-- Data records follows --
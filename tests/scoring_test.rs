use std::path::PathBuf;

use study_buddy::models::{load_answer_map, load_quiz_file};
use study_buddy::{AnswerKey, AnswerMap, AnswerScorer, QuizItem, QuizSession, ScoreResult};

fn options() -> Vec<String> {
    ["A1", "B1", "C1", "D1"].iter().map(|s| s.to_string()).collect()
}

fn parse_quiz(json: &str) -> Vec<QuizItem> {
    serde_json::from_str(json).expect("测验 JSON 应该可以解析")
}

fn temp_path(name: &str) -> PathBuf {
    std::env::temp_dir().join(format!("study_buddy_{}_{}", std::process::id(), name))
}

#[test]
fn test_numeric_and_letter_keys_score_alike() {
    let quiz = parse_quiz(
        r#"[
            {"question": "q1", "options": ["a","b","c","d"], "answer": 0},
            {"question": "q2", "options": ["a","b","c","d"], "answer": "C"},
            {"question": "q3", "options": ["a","b","c","d"], "answer": 3}
        ]"#,
    );
    let answers: AnswerMap = "0=0,1=2,2=1".parse().unwrap();

    let result = AnswerScorer::score(&quiz, &answers);
    assert_eq!(result, ScoreResult { correct: 2, total: 3 });
    assert_eq!(result.to_string(), "Score: 2 / 3");
}

#[test]
fn test_unscorable_keys_never_count() {
    let quiz = parse_quiz(
        r#"[
            {"question": "lowercase", "options": ["a","b"], "answer": "a"},
            {"question": "out of alphabet", "options": ["a","b"], "answer": "E"},
            {"question": "null", "options": ["a","b"], "answer": null},
            {"question": "missing", "options": ["a","b"]},
            {"question": "negative", "options": ["a","b"], "answer": -1}
        ]"#,
    );
    assert!(quiz.iter().all(|item| item.answer.is_none()));

    let answers: AnswerMap = (0..5).map(|q| (q, 0)).collect();
    let result = AnswerScorer::score(&quiz, &answers);
    assert_eq!(result, ScoreResult { correct: 0, total: 5 });
}

#[test]
fn test_empty_quiz_and_empty_answers() {
    let result = AnswerScorer::score(&[], &AnswerMap::new());
    assert_eq!(result, ScoreResult { correct: 0, total: 0 });
    assert_eq!(result.percentage(), 0);

    let quiz = vec![QuizItem::new("q", options(), Some(AnswerKey::Index(1)))];
    assert_eq!(
        AnswerScorer::score(&quiz, &AnswerMap::new()),
        ScoreResult { correct: 0, total: 1 }
    );
}

#[test]
fn test_letter_key_never_matches_fifth_option() {
    let quiz = vec![QuizItem::new("q", options(), Some(AnswerKey::Letter('D')))];
    let answers: AnswerMap = "0=4".parse().unwrap();
    assert_eq!(AnswerScorer::score(&quiz, &answers).correct, 0);

    let answers: AnswerMap = "0=3".parse().unwrap();
    assert_eq!(AnswerScorer::score(&quiz, &answers).correct, 1);
}

#[test]
fn test_scoring_is_repeatable() {
    let quiz = vec![
        QuizItem::new("q1", options(), Some(AnswerKey::Letter('B'))),
        QuizItem::new("q2", options(), Some(AnswerKey::Index(2))),
    ];
    let answers: AnswerMap = "0=1,1=0".parse().unwrap();

    let first = AnswerScorer::score(&quiz, &answers);
    let second = AnswerScorer::score(&quiz, &answers);
    assert_eq!(first, second);
    assert_eq!(first.percentage(), 50);
}

#[test]
fn test_session_scores_like_scorer() {
    let quiz = vec![
        QuizItem::new("q1", options(), Some(AnswerKey::Letter('A'))),
        QuizItem::new("q2", options(), Some(AnswerKey::Index(3))),
        QuizItem::new("q3", options(), None),
    ];
    let answers: AnswerMap = "0=0,1=3,2=1".parse().unwrap();

    let mut session = QuizSession::new(quiz.clone());
    session.select_all(&answers).unwrap();
    assert_eq!(session.submit(), AnswerScorer::score(&quiz, &answers));
}

#[test]
fn test_load_quiz_and_answers_from_files() {
    tokio_test::block_on(async {
        let quiz_path = temp_path("quiz.json");
        let answers_path = temp_path("answers.json");
        tokio::fs::write(
            &quiz_path,
            r#"{"quiz": [
                {"question": "2 + 2?", "options": ["3", "4"], "answer": "B"},
                {"question": "det(I)?", "options": ["1", "0"], "answer": 0}
            ]}"#,
        )
        .await
        .unwrap();
        tokio::fs::write(&answers_path, r#"{"0": 1, "1": 1}"#).await.unwrap();

        let quiz = load_quiz_file(&quiz_path).await.unwrap();
        let answers = load_answer_map(&answers_path).await.unwrap();
        assert_eq!(
            AnswerScorer::score(&quiz, &answers),
            ScoreResult { correct: 1, total: 2 }
        );

        let _ = tokio::fs::remove_file(&quiz_path).await;
        let _ = tokio::fs::remove_file(&answers_path).await;
    });
}
use std::str::FromStr;

use tracing::warn;

use crate::error::ConfigError;

/// 程序配置
#[derive(Clone, Debug)]
pub struct Config {
    /// 学习助手后端地址
    pub backend_base_url: String,
    /// 单次请求超时（秒）
    pub request_timeout_secs: u64,
    /// 每次生成的测验题数量
    pub quiz_num_questions: usize,
    /// 每次生成的闪卡数量
    pub flashcard_count: usize,
    /// 学习计划默认天数
    pub default_plan_days: u32,
    /// 学习计划保存目录
    pub plan_output_dir: String,
    /// 是否显示详细日志
    pub verbose_logging: bool,
}

impl Default for Config {
    fn default() -> Self {
        Self {
            backend_base_url: "http://127.0.0.1:8000".to_string(),
            request_timeout_secs: 40,
            quiz_num_questions: 5,
            flashcard_count: 10,
            default_plan_days: 7,
            plan_output_dir: "plans".to_string(),
            verbose_logging: false,
        }
    }
}

impl Config {
    pub fn from_env() -> Self {
        let default = Self::default();
        Self {
            backend_base_url: std::env::var("STUDY_BACKEND_URL").unwrap_or(default.backend_base_url),
            request_timeout_secs: parse_env("REQUEST_TIMEOUT_SECS", default.request_timeout_secs),
            quiz_num_questions: parse_env("QUIZ_NUM_QUESTIONS", default.quiz_num_questions),
            flashcard_count: parse_env("FLASHCARD_COUNT", default.flashcard_count),
            default_plan_days: parse_env("DEFAULT_PLAN_DAYS", default.default_plan_days),
            plan_output_dir: std::env::var("PLAN_OUTPUT_DIR").unwrap_or(default.plan_output_dir),
            verbose_logging: parse_env("VERBOSE_LOGGING", default.verbose_logging),
        }
    }
}

/// 读取并解析环境变量，解析失败时回退到默认值
fn parse_env<T: FromStr>(var_name: &str, default: T) -> T {
    let Ok(value) = std::env::var(var_name) else {
        return default;
    };
    match value.trim().parse() {
        Ok(parsed) => parsed,
        Err(_) => {
            let err = ConfigError::EnvVarParseFailed {
                var_name: var_name.to_string(),
                value,
                expected_type: std::any::type_name::<T>().to_string(),
            };
            warn!("{}，使用默认值", err);
            default
        }
    }
}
-- Data records concluded --
Looking at the records above, work out how many lines include the word "value", then give that number by itself.

3